#### Task to complete:
Which lines in the records below hold the word "every"? Copy each of them.

#### Extracted records:
"""
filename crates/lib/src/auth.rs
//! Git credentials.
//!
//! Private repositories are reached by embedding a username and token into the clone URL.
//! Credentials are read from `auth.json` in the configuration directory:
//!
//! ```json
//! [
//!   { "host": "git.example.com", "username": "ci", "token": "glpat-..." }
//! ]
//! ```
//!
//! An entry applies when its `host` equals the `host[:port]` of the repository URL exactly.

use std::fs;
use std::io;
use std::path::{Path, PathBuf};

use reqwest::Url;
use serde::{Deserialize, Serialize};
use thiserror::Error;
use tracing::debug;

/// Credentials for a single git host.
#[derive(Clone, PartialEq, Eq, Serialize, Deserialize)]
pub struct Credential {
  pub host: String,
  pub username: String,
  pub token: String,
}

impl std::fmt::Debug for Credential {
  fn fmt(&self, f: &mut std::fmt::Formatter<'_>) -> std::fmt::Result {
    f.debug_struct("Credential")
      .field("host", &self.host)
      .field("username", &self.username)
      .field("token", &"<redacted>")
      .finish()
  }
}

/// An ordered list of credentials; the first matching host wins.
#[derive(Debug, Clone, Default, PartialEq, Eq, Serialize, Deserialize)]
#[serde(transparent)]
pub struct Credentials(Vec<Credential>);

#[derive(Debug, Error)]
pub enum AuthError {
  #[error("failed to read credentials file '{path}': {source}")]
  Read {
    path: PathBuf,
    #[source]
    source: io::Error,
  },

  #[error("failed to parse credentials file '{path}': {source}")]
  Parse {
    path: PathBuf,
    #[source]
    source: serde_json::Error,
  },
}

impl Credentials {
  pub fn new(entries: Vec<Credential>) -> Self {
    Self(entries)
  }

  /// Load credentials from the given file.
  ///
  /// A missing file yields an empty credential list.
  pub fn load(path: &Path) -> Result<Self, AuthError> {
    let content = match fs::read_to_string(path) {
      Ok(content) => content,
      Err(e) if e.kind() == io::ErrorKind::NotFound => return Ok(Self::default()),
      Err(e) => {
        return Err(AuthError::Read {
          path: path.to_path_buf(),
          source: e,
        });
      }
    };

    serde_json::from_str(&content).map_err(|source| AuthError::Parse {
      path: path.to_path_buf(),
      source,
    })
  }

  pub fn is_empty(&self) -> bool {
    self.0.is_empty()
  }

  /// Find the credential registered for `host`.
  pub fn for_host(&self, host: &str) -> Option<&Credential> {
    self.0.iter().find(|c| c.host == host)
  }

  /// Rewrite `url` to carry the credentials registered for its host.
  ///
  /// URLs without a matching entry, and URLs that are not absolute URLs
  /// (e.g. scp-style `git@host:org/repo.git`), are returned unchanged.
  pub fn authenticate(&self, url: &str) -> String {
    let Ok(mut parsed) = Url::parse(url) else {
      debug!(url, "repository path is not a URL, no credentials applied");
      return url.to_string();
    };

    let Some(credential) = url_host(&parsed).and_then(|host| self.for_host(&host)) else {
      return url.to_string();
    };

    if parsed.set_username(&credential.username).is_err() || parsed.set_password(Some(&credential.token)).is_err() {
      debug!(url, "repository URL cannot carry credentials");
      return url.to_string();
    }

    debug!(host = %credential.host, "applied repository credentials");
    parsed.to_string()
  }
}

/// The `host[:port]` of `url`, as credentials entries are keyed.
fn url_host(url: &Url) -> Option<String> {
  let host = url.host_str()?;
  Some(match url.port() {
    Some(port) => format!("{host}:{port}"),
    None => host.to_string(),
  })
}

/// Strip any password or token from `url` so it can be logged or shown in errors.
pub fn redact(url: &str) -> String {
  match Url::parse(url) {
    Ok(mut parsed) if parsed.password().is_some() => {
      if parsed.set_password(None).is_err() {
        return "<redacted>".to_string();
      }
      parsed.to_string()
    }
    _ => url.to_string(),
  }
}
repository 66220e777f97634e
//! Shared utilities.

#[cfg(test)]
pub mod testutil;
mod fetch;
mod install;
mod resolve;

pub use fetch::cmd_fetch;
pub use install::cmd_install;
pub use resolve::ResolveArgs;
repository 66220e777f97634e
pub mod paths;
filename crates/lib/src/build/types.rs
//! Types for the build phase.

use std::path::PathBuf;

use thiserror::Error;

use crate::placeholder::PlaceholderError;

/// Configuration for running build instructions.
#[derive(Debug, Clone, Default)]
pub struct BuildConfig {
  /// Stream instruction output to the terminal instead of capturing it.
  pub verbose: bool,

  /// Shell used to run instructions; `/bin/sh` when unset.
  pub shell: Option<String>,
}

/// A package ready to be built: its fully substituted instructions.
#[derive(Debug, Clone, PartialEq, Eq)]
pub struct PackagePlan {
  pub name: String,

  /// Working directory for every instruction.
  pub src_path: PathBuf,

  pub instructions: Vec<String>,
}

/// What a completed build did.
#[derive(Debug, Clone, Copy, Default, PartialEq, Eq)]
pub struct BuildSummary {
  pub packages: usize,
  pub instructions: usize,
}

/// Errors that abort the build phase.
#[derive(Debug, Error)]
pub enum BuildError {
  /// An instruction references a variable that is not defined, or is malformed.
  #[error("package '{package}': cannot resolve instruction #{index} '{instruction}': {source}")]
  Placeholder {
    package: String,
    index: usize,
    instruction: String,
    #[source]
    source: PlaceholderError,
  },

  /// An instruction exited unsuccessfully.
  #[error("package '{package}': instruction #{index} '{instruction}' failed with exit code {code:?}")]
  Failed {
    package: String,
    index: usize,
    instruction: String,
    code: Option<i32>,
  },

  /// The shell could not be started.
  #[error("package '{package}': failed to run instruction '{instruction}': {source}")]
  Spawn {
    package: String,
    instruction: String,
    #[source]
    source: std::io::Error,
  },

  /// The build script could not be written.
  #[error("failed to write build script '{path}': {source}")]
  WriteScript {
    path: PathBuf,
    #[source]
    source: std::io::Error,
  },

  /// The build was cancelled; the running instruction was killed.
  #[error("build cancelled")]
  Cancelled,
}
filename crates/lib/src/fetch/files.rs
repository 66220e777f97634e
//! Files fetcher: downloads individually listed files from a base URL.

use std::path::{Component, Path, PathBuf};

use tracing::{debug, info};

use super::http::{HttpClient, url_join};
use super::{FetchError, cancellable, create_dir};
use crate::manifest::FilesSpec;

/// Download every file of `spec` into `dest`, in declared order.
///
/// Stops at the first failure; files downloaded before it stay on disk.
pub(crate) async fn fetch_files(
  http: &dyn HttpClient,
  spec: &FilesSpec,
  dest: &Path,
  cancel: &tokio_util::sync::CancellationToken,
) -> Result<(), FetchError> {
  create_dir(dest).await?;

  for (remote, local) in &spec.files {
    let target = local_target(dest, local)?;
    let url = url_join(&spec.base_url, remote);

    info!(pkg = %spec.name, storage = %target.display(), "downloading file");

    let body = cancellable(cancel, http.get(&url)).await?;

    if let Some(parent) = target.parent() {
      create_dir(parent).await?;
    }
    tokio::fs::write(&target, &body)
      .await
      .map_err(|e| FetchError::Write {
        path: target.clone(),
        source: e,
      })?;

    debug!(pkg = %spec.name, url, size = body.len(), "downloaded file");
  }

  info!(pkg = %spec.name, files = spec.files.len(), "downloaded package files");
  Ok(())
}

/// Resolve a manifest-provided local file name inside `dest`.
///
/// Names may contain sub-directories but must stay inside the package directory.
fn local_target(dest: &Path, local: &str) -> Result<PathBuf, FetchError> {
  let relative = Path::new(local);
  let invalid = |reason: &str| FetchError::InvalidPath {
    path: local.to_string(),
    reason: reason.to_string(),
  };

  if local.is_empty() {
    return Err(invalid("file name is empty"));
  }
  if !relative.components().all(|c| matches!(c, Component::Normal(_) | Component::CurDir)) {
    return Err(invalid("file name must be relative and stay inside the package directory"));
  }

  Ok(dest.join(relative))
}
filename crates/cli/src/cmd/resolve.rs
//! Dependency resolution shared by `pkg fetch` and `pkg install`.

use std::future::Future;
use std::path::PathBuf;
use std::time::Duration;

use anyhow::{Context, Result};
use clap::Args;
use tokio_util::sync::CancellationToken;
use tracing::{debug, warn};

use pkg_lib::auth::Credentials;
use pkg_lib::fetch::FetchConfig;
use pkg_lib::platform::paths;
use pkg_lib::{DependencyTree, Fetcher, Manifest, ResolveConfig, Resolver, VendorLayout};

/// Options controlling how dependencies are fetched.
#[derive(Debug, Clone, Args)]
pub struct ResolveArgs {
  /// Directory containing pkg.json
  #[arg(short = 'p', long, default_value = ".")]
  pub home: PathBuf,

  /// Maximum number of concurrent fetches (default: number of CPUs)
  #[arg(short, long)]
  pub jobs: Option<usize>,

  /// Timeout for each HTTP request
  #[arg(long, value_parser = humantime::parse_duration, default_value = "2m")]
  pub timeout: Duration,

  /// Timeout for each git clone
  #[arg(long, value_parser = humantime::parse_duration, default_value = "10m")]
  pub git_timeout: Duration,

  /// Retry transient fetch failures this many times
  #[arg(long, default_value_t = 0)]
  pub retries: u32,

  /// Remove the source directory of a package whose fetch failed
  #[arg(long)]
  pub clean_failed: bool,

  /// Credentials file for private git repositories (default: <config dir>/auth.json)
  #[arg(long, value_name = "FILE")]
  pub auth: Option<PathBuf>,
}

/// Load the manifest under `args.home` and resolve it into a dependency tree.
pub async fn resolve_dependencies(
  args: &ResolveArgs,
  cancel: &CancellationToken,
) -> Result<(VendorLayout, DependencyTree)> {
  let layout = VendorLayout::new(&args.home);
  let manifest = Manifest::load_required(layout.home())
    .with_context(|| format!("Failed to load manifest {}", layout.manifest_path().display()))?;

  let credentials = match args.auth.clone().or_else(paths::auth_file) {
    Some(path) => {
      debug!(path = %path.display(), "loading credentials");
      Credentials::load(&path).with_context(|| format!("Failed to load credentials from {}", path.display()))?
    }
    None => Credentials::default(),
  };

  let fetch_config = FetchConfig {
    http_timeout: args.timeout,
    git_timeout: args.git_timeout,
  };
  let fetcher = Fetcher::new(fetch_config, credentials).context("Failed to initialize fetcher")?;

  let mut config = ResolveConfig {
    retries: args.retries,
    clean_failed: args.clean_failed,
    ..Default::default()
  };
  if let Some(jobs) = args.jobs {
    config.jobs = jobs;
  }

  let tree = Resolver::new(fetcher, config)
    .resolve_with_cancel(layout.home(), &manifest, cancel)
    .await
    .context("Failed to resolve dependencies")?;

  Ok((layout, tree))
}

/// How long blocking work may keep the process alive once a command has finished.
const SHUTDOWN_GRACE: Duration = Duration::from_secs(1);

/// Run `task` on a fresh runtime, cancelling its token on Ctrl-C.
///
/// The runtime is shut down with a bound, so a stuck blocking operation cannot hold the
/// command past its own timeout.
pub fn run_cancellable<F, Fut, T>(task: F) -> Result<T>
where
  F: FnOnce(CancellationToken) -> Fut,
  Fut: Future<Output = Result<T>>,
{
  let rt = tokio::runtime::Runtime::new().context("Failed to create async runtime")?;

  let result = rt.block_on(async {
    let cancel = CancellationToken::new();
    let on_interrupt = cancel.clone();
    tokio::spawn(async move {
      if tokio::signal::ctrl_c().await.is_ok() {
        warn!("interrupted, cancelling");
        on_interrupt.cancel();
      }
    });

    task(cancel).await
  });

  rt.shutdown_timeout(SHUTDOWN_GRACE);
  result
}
"""
#### Response to this task:
  /// Working directory for every instruction.
/// Download every file of `spec` into `dest`, in declared order.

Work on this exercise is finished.